EXERCISE » After locating the line with "if settings.is_some_and(|s| s.json)", retype it and every later line exactly, stopping at the end of the records.

RECORDS TO USE »
==*==
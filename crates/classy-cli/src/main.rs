//! # classy CLI entry point
//!
//! Parses command-line arguments, installs the tracing subscriber, and
//! dispatches to subcommand handlers.

use std::path::PathBuf;
use std::process::ExitCode;

use clap::{Parser, Subcommand};
use tracing_subscriber::EnvFilter;

use classy_cli::config::{load_config, run_config, ConfigArgs, LogSettings};
use classy_cli::load::{run_load, LoadArgs};
use classy_cli::render::{run_render, RenderArgs};
use classy_cli::validate::{run_validate, ValidateArgs};

/// classyjson CLI
///
/// Validates, renders, and loads structured data through JSON Schema
/// literals, and inspects versioned configuration files.
#[derive(Parser, Debug)]
#[command(name = "classy", version, about, long_about = None)]
struct Cli {
    /// Enable verbose output. Repeat for more verbosity (-v, -vv, -vvv).
    #[arg(short, long, action = clap::ArgAction::Count, global = true)]
    verbose: u8,

    /// Path to a versioned configuration file.
    #[arg(long, global = true)]
    config: Option<PathBuf>,

    #[command(subcommand)]
    command: Commands,
}

#[derive(Subcommand, Debug)]
enum Commands {
    /// Validate data against a schema literal.
    Validate(ValidateArgs),

    /// Print the rendered document of a schema literal.
    Render(RenderArgs),

    /// Load data through a schema literal and print the result.
    Load(LoadArgs),

    /// Load and print a versioned configuration file.
    Config(ConfigArgs),
}

fn main() -> ExitCode {
    let cli = Cli::parse();

    let config = cli.config.as_deref().map(load_config);
    let settings = match &config {
        Some(Ok(instance)) => LogSettings::from_config(instance),
        _ => None,
    };
    init_tracing(cli.verbose, settings.as_ref());

    tracing::debug!("classy CLI starting");
    if let Some(Err(e)) = &config {
        tracing::warn!(error = %e, "configuration file not applied");
    }

    let stdout = std::io::stdout();
    let mut out = stdout.lock();

    let result = match cli.command {
        Commands::Validate(args) => run_validate(&args, &mut out),
        Commands::Render(args) => run_render(&args, &mut out),
        Commands::Load(args) => run_load(&args, &mut out),
        Commands::Config(args) => run_config(&args, cli.config.as_deref(), &mut out),
    };

    match result {
        Ok(code) => ExitCode::from(code),
        Err(e) => {
            tracing::error!("{e:#}");
            ExitCode::from(2)
        }
    }
}

/// Install the subscriber on stderr. `-v` wins over the configured level.
fn init_tracing(verbose: u8, settings: Option<&LogSettings>) {
    let level = match (verbose, settings) {
        (0, Some(settings)) => settings.level.as_str(),
        (0, None) => "warn",
        (1, _) => "info",
        (2, _) => "debug",
        _ => "trace",
    };
    let filter = EnvFilter::new(level);

    if settings.is_some_and(|s| s.json) {
        tracing_subscriber::fmt()
            .json()
            .with_env_filter(filter)
            .with_target(false)
            .with_writer(std::io::stderr)
            .init();
    } else {
        tracing_subscriber::fmt()
            .with_env_filter(filter)
            .with_target(false)
            .with_writer(std::io::stderr)
            .init();
    }
}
==*==
RESPONSE TO THE TASK »
    if settings.is_some_and(|s| s.json) {
        tracing_subscriber::fmt()
            .json()
            .with_env_filter(filter)
            .with_target(false)
            .with_writer(std::io::stderr)
            .init();
    } else {
        tracing_subscriber::fmt()
            .with_env_filter(filter)
            .with_target(false)
            .with_writer(std::io::stderr)
            .init();
    }
}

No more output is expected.